Balance is key: Private median splits yield high-utility random trees
- URL: http://arxiv.org/abs/2006.08795v2
- Date: Sat, 20 Feb 2021 01:18:15 GMT
- Title: Balance is key: Private median splits yield high-utility random trees
- Authors: Shorya Consul, Sinead A. Williamson
- Abstract summary: We propose DiPriMe forests, a novel tree-based ensemble method for differentially private regression and classification.

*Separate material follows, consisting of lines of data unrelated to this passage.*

//! Text output formatting with progress bars and colors.

use chrono::{DateTime, Duration, Local, Utc};
use usagehub_core::{Overage, UsagePeriod, UsageSnapshot};
use usagehub_fetch::{FetchOutcome, OutcomeResult, StrategyInfo, is_stale};
use usagehub_providers::ProviderDescriptor;

// ============================================================================
// ANSI Colors
// ============================================================================

const RESET: &str = "\x1b[0m";
const BOLD: &str = "\x1b[1m";
const DIM: &str = "\x1b[2m";
const GREEN: &str = "\x1b[32m";
const YELLOW: &str = "\x1b[33m";
const RED: &str = "\x1b[31m";
const BLUE: &str = "\x1b[34m";
const CYAN: &str = "\x1b[36m";

// Progress bar characters
const BAR_FULL: char = '█';
const BAR_EMPTY: char = '░';

/// Text formatter with optional colors.
pub struct TextFormatter {
    use_colors: bool,
    bar_width: usize,
    stale_threshold_minutes: u64,
}

impl TextFormatter {
    /// Creates a new text formatter.
    pub fn new(use_colors: bool) -> Self {
        Self {
            use_colors,
            bar_width: 10,
            stale_threshold_minutes: 60,
        }
    }

    /// Sets the age after which cached data is marked stale.
    #[must_use]
    pub fn with_stale_threshold(mut self, minutes: u64) -> Self {
        self.stale_threshold_minutes = minutes;
        self
    }

    /// Formats one provider's outcome.
    ///
    /// ```text
    /// Claude (oauth)
    /// Session  ████████░░ 75% left
    ///          Resets in 2h 5m
    /// ```
    pub fn format_outcome(&self, outcome: &FetchOutcome, name: &str) -> String {
        match &outcome.result {
            OutcomeResult::Fresh { source, snapshot } => {
                let header = format!("{} ({source})", self.bold(name));
                self.format_snapshot(header, snapshot)
            }
            OutcomeResult::Cached { snapshot } => {
                let mut tag = format!("cached, {}", format_age(snapshot.age()));
                if is_stale(snapshot, self.stale_threshold_minutes) {
                    tag.push_str(", stale");
                }
                let header = format!("{} ({})", self.bold(name), self.yellow(&tag));
                self.format_snapshot(header, snapshot)
            }
            OutcomeResult::Failed { error } => self.format_error(name, error),
        }
    }

    fn format_snapshot(&self, header: String, snapshot: &UsageSnapshot) -> String {
        let mut lines = vec![header];

        if snapshot.periods.is_empty() {
            lines.push(self.dim("No usage periods reported"));
        }
        for period in &snapshot.periods {
            lines.push(self.format_period(period));
        }

        if let Some(overage) = &snapshot.overage {
            lines.push(format_overage(overage));
        }

        if let Some(identity) = &snapshot.identity {
            if let Some(email) = &identity.account_email {
                lines.push(format!("Account: {}", self.cyan(email)));
            }
            if let Some(org) = &identity.account_organization {
                lines.push(format!("Org:     {org}"));
            }
            if let Some(plan) = &identity.plan_name {
                lines.push(format!("Plan:    {}", self.blue(plan)));
            }
        }

        lines.join("\n")
    }

    /// Formats a usage period with progress bar.
    fn format_period(&self, period: &UsagePeriod) -> String {
        let remaining = period.remaining_percent();
        let bar = self.progress_bar(remaining);
        let pct = if period.is_over_limit() {
            self.red(&format!("{:.0}% used", period.utilization))
        } else {
            self.color_for_percent(remaining, &format!("{remaining:.0}% left"))
        };

        let mut result = format!("{:<8} {bar} {pct}", format!("{}:", period.name));
        if let Some(resets_at) = period.resets_at {
            result.push_str(&format!("\n         Resets {}", self.dim(&format_reset_time(resets_at))));
        }
        result
    }

    /// Formats a progress bar.
    #[allow(
        clippy::cast_possible_truncation,
        clippy::cast_sign_loss,
        clippy::cast_precision_loss
    )]
    pub fn progress_bar(&self, percent_remaining: f64) -> String {
        let fraction = (percent_remaining / 100.0).clamp(0.0, 1.0);
        let filled = (fraction * self.bar_width as f64).round() as usize;
        let empty = self.bar_width.saturating_sub(filled);

        let bar = format!(
            "{}{}",
            BAR_FULL.to_string().repeat(filled),
            BAR_EMPTY.to_string().repeat(empty)
        );

        self.color_for_percent(percent_remaining, &bar)
    }

    /// Formats an error for a provider.
    pub fn format_error(&self, name: &str, error: &str) -> String {
        format!("{}: {}", self.bold(name), self.red(error))
    }

    /// Header for the providers table.
    pub fn format_providers_header(&self) -> String {
        self.bold(&format!(
            "{:<10} {:<10} {:<9} {:<22} {}",
            "ID", "NAME", "DEFAULT", "ALIASES", "STRATEGIES"
        ))
    }

    /// One row of the providers table.
    pub fn format_provider_line(&self, desc: &ProviderDescriptor, strategies: &[StrategyInfo]) -> String {
        let default = if desc.default_enabled { "yes" } else { "no" };
        let aliases = if desc.aliases.is_empty() {
            "-".to_string()
        } else {
            desc.aliases.join(", ")
        };
        let strategies = strategies
            .iter()
            .map(|s| {
                if s.available {
                    self.green(&format!("{} ✓", s.name))
                } else {
                    self.dim(&format!("{} ✗", s.name))
                }
            })
            .collect::<Vec<_>>()
            .join("  ");

        format!(
            "{:<10} {:<10} {default:<9} {aliases:<22} {strategies}",
            desc.id.as_str(),
            desc.display_name
        )
    }

    // ========================================================================
    // Color helpers
    // ========================================================================

    fn color_for_percent(&self, percent_remaining: f64, text: &str) -> String {
        if !self.use_colors {
            return text.to_string();
        }
        let color = if percent_remaining < 20.0 {
            RED
        } else if percent_remaining < 50.0 {
            YELLOW
        } else {
            GREEN
        };
        format!("{color}{text}{RESET}")
    }

    fn paint(&self, color: &str, text: &str) -> String {
        if self.use_colors {
            format!("{color}{text}{RESET}")
        } else {
            text.to_string()
        }
    }

    fn bold(&self, text: &str) -> String {
        self.paint(BOLD, text)
    }

    fn dim(&self, text: &str) -> String {
        self.paint(DIM, text)
    }

    fn red(&self, text: &str) -> String {
        self.paint(RED, text)
    }

    fn green(&self, text: &str) -> String {
        self.paint(GREEN, text)
    }

    fn yellow(&self, text: &str) -> String {
        self.paint(YELLOW, text)
    }

    fn blue(&self, text: &str) -> String {
        self.paint(BLUE, text)
    }

    fn cyan(&self, text: &str) -> String {
        self.paint(CYAN, text)
    }
}

/// "just now", "12m ago", "3h 5m ago", "2d ago".
pub fn format_age(age: Duration) -> String {
    let minutes = age.num_minutes();
    if minutes < 1 {
        "just now".to_string()
    } else if minutes < 60 {
        format!("{minutes}m ago")
    } else if minutes < 24 * 60 {
        let rem = minutes % 60;
        if rem == 0 {
            format!("{}h ago", minutes / 60)
        } else {
            format!("{}h {rem}m ago", minutes / 60)
        }
    } else {
        format!("{}d ago", minutes / (24 * 60))
    }
}

/// Countdown under a day, local wall-clock time beyond that.
fn format_reset_time(resets_at: DateTime<Utc>) -> String {
    let now = Utc::now();
    if resets_at <= now {
        return "now".to_string();
    }

    let diff = resets_at - now;
    if diff < Duration::hours(1) {
        let mins = diff.num_minutes();
        return format!("in {mins} minute{}", if mins == 1 { "" } else { "s" });
    }
    if diff < Duration::hours(24) {
        let hours = diff.num_hours();
        let mins = diff.num_minutes() % 60;
        return if mins > 0 {
            format!("in {hours}h {mins}m")
        } else {
            format!("in {hours} hour{}", if hours == 1 { "" } else { "s" })
        };
    }

    let local = resets_at.with_timezone(&Local);
    if local.date_naive() == Local::now().date_naive() + chrono::Days::new(1) {
        format!("tomorrow at {}", local.format("%l:%M %p").to_string().trim())
    } else {
        local.format("%a %b %e at %l:%M %p").to_string()
    }
}

fn format_overage(overage: &Overage) -> String {
    match overage.limit {
        Some(limit) => format!(
            "Extra:   {:.2} / {:.2} {}",
            overage.spent, limit, overage.currency
        ),
        None => format!("Extra:   {:.2} {}", overage.spent, overage.currency),
    }
}
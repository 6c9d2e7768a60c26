//! File persistence helpers.
//!
//! JSON files are written atomically (temp file + rename) and, on Unix,
//! readable only by the owner.

use serde::{Serialize, de::DeserializeOwned};
use std::path::{Path, PathBuf};
use tracing::{debug, warn};

use crate::error::StoreError;

/// Application directory name.
const APP_DIR: &str = "usagehub";

// ============================================================================
// Default Paths
// ============================================================================

/// Returns the default configuration directory.
///
/// - macOS: `~/Library/Application Support/usagehub`
/// - Linux: `~/.config/usagehub`
/// - Windows: `%APPDATA%\usagehub`
pub fn default_config_dir() -> PathBuf {
    dirs::config_dir().map_or_else(|| PathBuf::from("."), |c| c.join(APP_DIR))
}

/// Returns the default cache directory.
///
/// - macOS: `~/Library/Caches/usagehub`
/// - Linux: `~/.cache/usagehub`
/// - Windows: `%LOCALAPPDATA%\usagehub`
pub fn default_cache_dir() -> PathBuf {
    dirs::cache_dir().map_or_else(|| PathBuf::from("."), |c| c.join(APP_DIR))
}

/// Returns the default settings file path.
pub fn default_settings_path() -> PathBuf {
    default_config_dir().join("settings.json")
}

/// Returns the default snapshot cache directory.
pub fn default_snapshot_dir() -> PathBuf {
    default_cache_dir().join("snapshots")
}

// ============================================================================
// Security: File Permissions
// ============================================================================

/// Sets owner-only permissions on Unix systems.
#[cfg(unix)]
async fn restrict_permissions(path: &Path, mode: u32) -> Result<(), StoreError> {
    use std::os::unix::fs::PermissionsExt;

    let mut perms = tokio::fs::metadata(path).await?.permissions();
    perms.set_mode(mode);
    tokio::fs::set_permissions(path, perms).await?;
    Ok(())
}

#[cfg(not(unix))]
async fn restrict_permissions(_path: &Path, _mode: u32) -> Result<(), StoreError> {
    Ok(())
}

// ============================================================================
// File Operations
// ============================================================================

/// Ensures a directory exists; newly created directories are owner-only.
///
/// # Errors
///
/// Returns an error if the directory cannot be created.
pub async fn ensure_dir(path: &Path) -> Result<(), StoreError> {
    if !tokio::fs::try_exists(path).await.unwrap_or(false) {
        debug!(path = %path.display(), "Creating directory");
        tokio::fs::create_dir_all(path).await?;
        restrict_permissions(path, 0o700).await?;
    }
    Ok(())
}

/// Saves data to a JSON file with secure permissions.
///
/// Creates parent directories if they don't exist, writes the new content
/// to a sibling temp file, restricts it, then renames it over `path` so a
/// reader never sees a partial file.
///
/// # Errors
///
/// Returns an error if serialization or any filesystem step fails.
pub async fn save_json<T: Serialize + ?Sized>(path: &Path, data: &T) -> Result<(), StoreError> {
    debug!(path = %path.display(), "Saving JSON file");

    if let Some(parent) = path.parent().filter(|p| !p.as_os_str().is_empty()) {
        ensure_dir(parent).await?;
    }

    let json = serde_json::to_string_pretty(data)?;

    let temp_path = path.with_extension("json.tmp");
    tokio::fs::write(&temp_path, &json).await?;
    restrict_permissions(&temp_path, 0o600).await?;
    if let Err(e) = tokio::fs::rename(&temp_path, path).await {
        let _ = tokio::fs::remove_file(&temp_path).await;
        return Err(e.into());
    }

    debug!(path = %path.display(), bytes = json.len(), "JSON file saved");
    Ok(())
}

/// Loads data from a JSON file.
///
/// # Errors
///
/// Returns `StoreError::Io` if the file cannot be read and
/// `StoreError::Serialization` if it is not valid JSON for `T`.
pub async fn load_json<T: DeserializeOwned>(path: &Path) -> Result<T, StoreError> {
    debug!(path = %path.display(), "Loading JSON file");

    let content = tokio::fs::read_to_string(path).await?;
    let data = serde_json::from_str(&content)?;
    Ok(data)
}

/// Loads data from a JSON file, returning default if missing or invalid.
pub async fn load_json_or_default<T: DeserializeOwned + Default>(path: &Path) -> T {
    match load_json(path).await {
        Ok(data) => data,
        Err(StoreError::Io(e)) if e.kind() == std::io::ErrorKind::NotFound => {
            debug!(path = %path.display(), "File not found, using defaults");
            T::default()
        }
        Err(e) => {
            warn!(path = %path.display(), error = %e, "Failed to load, using defaults");
            T::default()
        }
    }
}

// ============================================================================
// Tests
// ============================================================================

#[cfg(test)]
mod tests {
    use super::*;

    #[test]
    fn test_default_paths() {
        assert!(default_settings_path().ends_with("usagehub/settings.json"));
        assert!(default_snapshot_dir().ends_with("usagehub/snapshots"));
    }

    #[cfg(unix)]
    #[tokio::test]
    async fn test_saved_file_is_owner_only() {
        use std::os::unix::fs::PermissionsExt;

        let temp_dir = tempfile::tempdir().unwrap();
        let path = temp_dir.path().join("test.json");
        save_json(&path, &serde_json::json!({"a": 1})).await.unwrap();

        let mode = tokio::fs::metadata(&path).await.unwrap().permissions().mode() & 0o777;
        assert_eq!(mode, 0o600);
    }
}
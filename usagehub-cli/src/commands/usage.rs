//! Usage command - refresh providers and display their usage.

use std::io::IsTerminal;
use std::sync::Arc;
use std::time::Duration;

use anyhow::Result;
use clap::Args;
use tracing::{info, warn};
use usagehub_core::ProviderId;
use usagehub_fetch::{
    CancellationToken, FetchContext, FetchOrchestrator, FetchOutcome, HttpClient,
    MemorySnapshotCache, ProgressCallback, ProgressEvent, SnapshotCache,
};
use usagehub_providers::{ALLOWED_DOMAINS, ProviderRegistry};
use usagehub_store::settings::MAX_CONCURRENT_LIMIT;
use usagehub_store::{FileSnapshotCache, Settings};

use crate::output::{JsonFormatter, TextFormatter};
use crate::{Cli, ExitCode, OutputFormat};

/// Arguments for the usage command.
#[derive(Args, Default)]
pub struct UsageArgs {
    /// Maximum providers fetched at once (default from settings).
    #[arg(long)]
    pub max_concurrent: Option<usize>,

    /// Per-request timeout in seconds (default from settings).
    #[arg(long)]
    pub timeout: Option<u64>,

    /// Neither read nor write the snapshot cache.
    #[arg(long)]
    pub no_cache: bool,
}

/// Runs the usage command.
pub async fn run(args: &UsageArgs, cli: &Cli, settings: &Settings) -> Result<()> {
    let registry = ProviderRegistry::builtin();
    let ids = select_providers(cli.provider.as_deref(), &registry, settings)?;
    info!(providers = ?ids, "Fetching usage");

    let timeout = args.timeout.map_or_else(|| settings.fetch_timeout(), Duration::from_secs);
    let http = HttpClient::with_timeout(timeout).allow_only(ALLOWED_DOMAINS);
    let ctx = FetchContext::builder()
        .http(Arc::new(http))
        .timeout(timeout)
        .build();

    let cache: Arc<dyn SnapshotCache> = if args.no_cache {
        Arc::new(MemorySnapshotCache::new())
    } else {
        Arc::new(FileSnapshotCache::at_default_location())
    };

    let mut orchestrator_settings = settings.orchestrator_settings();
    if let Some(max) = args.max_concurrent {
        orchestrator_settings.max_concurrent = max.clamp(1, MAX_CONCURRENT_LIMIT);
    }
    let stale_threshold = orchestrator_settings.stale_threshold_minutes;
    let orchestrator = FetchOrchestrator::new(registry.pipelines(), cache, ctx, orchestrator_settings);

    let cancel = CancellationToken::new();
    let interrupt = tokio::spawn({
        let cancel = cancel.clone();
        async move {
            if tokio::signal::ctrl_c().await.is_ok() {
                warn!("Interrupted, cancelling refresh");
                cancel.cancel();
            }
        }
    });

    let live = !cli.quiet && std::io::stderr().is_terminal();
    let progress = (!cli.quiet).then(|| progress_printer(live));
    let mut outcomes = orchestrator.refresh(&ids, cancel, progress).await;
    interrupt.abort();
    if live && !ids.is_empty() {
        eprintln!();
    }

    let ordered: Vec<FetchOutcome> = ids.iter().filter_map(|id| outcomes.remove(id)).collect();
    output_results(&ordered, &registry, stale_threshold, cli)?;

    if ordered.iter().all(FetchOutcome::is_failed) {
        std::process::exit(ExitCode::AllFailed as i32);
    }

    Ok(())
}

/// Resolves the `--provider` argument into registered ids.
///
/// Without an argument the enabled providers from settings are used, falling
/// back to the registry defaults when none of them is registered.
pub fn select_providers(
    arg: Option<&str>,
    registry: &ProviderRegistry,
    settings: &Settings,
) -> Result<Vec<ProviderId>> {
    let mut ids: Vec<ProviderId> = Vec::new();

    match arg.map(str::trim) {
        None | Some("") => {
            for id in &settings.enabled_providers {
                if registry.get(id).is_some() {
                    ids.push(id.clone());
                } else {
                    warn!(provider = %id, "Enabled provider is not registered, ignoring");
                }
            }
            if ids.is_empty() {
                ids = registry.default_enabled();
            }
        }
        Some(all) if all.eq_ignore_ascii_case("all") => ids = registry.ids(),
        Some(names) => {
            for name in names.split(',').map(str::trim).filter(|n| !n.is_empty()) {
                let Some(desc) = registry.resolve(name) else {
                    anyhow::bail!("Unknown provider: {name}");
                };
                if !ids.contains(&desc.id) {
                    ids.push(desc.id.clone());
                }
            }
            if ids.is_empty() {
                anyhow::bail!("No valid providers specified");
            }
        }
    }

    Ok(ids)
}

/// One `[k/n]` line per finished provider, redrawn in place on a terminal.
fn progress_printer(live: bool) -> ProgressCallback {
    Arc::new(move |event: &ProgressEvent| {
        let line = progress_line(event);
        if live {
            eprint!("\r\x1b[2K{line}");
        } else {
            eprintln!("{line}");
        }
    })
}

fn progress_line(event: &ProgressEvent) -> String {
    let status = if !event.success {
        format!("failed ({})", event.source_or_error)
    } else if event.cached {
        "cached".to_string()
    } else {
        event.source_or_error.clone()
    };
    format!(
        "[{}/{}] {}: {status}",
        event.completed, event.total, event.provider_id
    )
}

fn output_results(
    outcomes: &[FetchOutcome],
    registry: &ProviderRegistry,
    stale_threshold_minutes: u64,
    cli: &Cli,
) -> Result<()> {
    let display_name = |id: &ProviderId| {
        registry
            .get(id)
            .map_or_else(|| id.to_string(), |d| d.display_name.clone())
    };

    match cli.format {
        OutputFormat::Text => {
            let formatter = TextFormatter::new(!cli.no_color).with_stale_threshold(stale_threshold_minutes);
            let blocks: Vec<String> = outcomes
                .iter()
                .map(|o| formatter.format_outcome(o, &display_name(&o.provider_id)))
                .collect();
            println!("{}", blocks.join("\n\n"));
        }
        OutputFormat::Json => {
            let formatter = JsonFormatter::new(cli.pretty);
            let names: Vec<String> = outcomes.iter().map(|o| display_name(&o.provider_id)).collect();
            println!(
                "{}",
                formatter.format_outcomes(outcomes, &names, stale_threshold_minutes)?
            );
        }
    }

    Ok(())
}

// ============================================================================
// Tests
// ============================================================================

#[cfg(test)]
mod tests {
    use super::*;

    fn ids(list: &[&str]) -> Vec<ProviderId> {
        list.iter().map(|s| ProviderId::new(s)).collect()
    }

    #[test]
    fn test_select_default_from_settings() {
        let registry = ProviderRegistry::builtin();
        let selected = select_providers(None, &registry, &Settings::default()).unwrap();
        assert_eq!(selected, ids(&["claude", "codex"]));
    }

    #[test]
    fn test_select_skips_unregistered_settings() {
        let registry = ProviderRegistry::builtin();
        let settings = Settings {
            enabled_providers: ids(&["cursor", "zai"]),
            ..Settings::default()
        };
        assert_eq!(select_providers(None, &registry, &settings).unwrap(), ids(&["zai"]));

        let settings = Settings {
            enabled_providers: ids(&["cursor"]),
            ..Settings::default()
        };
        assert_eq!(
            select_providers(None, &registry, &settings).unwrap(),
            registry.default_enabled()
        );
    }

    #[test]
    fn test_select_all() {
        let registry = ProviderRegistry::builtin();
        let selected = select_providers(Some("ALL"), &registry, &Settings::default()).unwrap();
        assert_eq!(selected, registry.ids());
    }

    #[test]
    fn test_select_list_with_aliases() {
        let registry = ProviderRegistry::builtin();
        let selected =
            select_providers(Some("zai, anthropic,claude"), &registry, &Settings::default()).unwrap();
        assert_eq!(selected, ids(&["zai", "claude"]));
    }

    #[test]
    fn test_select_unknown() {
        let registry = ProviderRegistry::builtin();
        let err = select_providers(Some("codex,cursor"), &registry, &Settings::default()).unwrap_err();
        assert!(err.to_string().contains("cursor"));
        assert!(select_providers(Some(",,"), &registry, &Settings::default()).is_err());
    }

    #[test]
    fn test_progress_line() {
        let mut event = ProgressEvent {
            provider_id: ProviderId::new("claude"),
            success: true,
            cached: false,
            source_or_error: "oauth".to_string(),
            elapsed: Duration::from_millis(120),
            completed: 1,
            total: 3,
        };
        assert_eq!(progress_line(&event), "[1/3] claude: oauth");

        event.cached = true;
        event.source_or_error = "cache".to_string();
        assert_eq!(progress_line(&event), "[1/3] claude: cached");

        event.success = false;
        event.cached = false;
        event.source_or_error = "no strategy available".to_string();
        assert_eq!(progress_line(&event), "[1/3] claude: failed (no strategy available)");
    }
}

We show theoretically and empirically that the resulting algorithm exhibits high utility, while ensuring differential privacy.
- Score: 4.90655427233754
- License: http://arxiv.org/licenses/nonexclusive-distrib/1.0/
- Abstract: Random forests are a popular method for classification and regression due to
their versatility. However, this flexibility can come at the cost of user
privacy, since training random forests requires multiple data queries, often on
small, identifiable subsets of the training data. Privatizing these queries
typically comes at a high utility cost, in large part because we are
privatizing queries on small subsets of the data, which are easily corrupted by
added noise. In this paper, we propose DiPriMe forests, a novel tree-based
ensemble method for differentially private regression and classification, which
is appropriate for real or categorical covariates. We generate splits using a
differentially private version of the median, which encourages balanced leaf
nodes. By avoiding low occupancy leaf nodes, we avoid high signal-to-noise
ratios when privatizing the leaf node sufficient statistics. We show
theoretically and empirically that the resulting algorithm exhibits high
utility, while ensuring differential privacy.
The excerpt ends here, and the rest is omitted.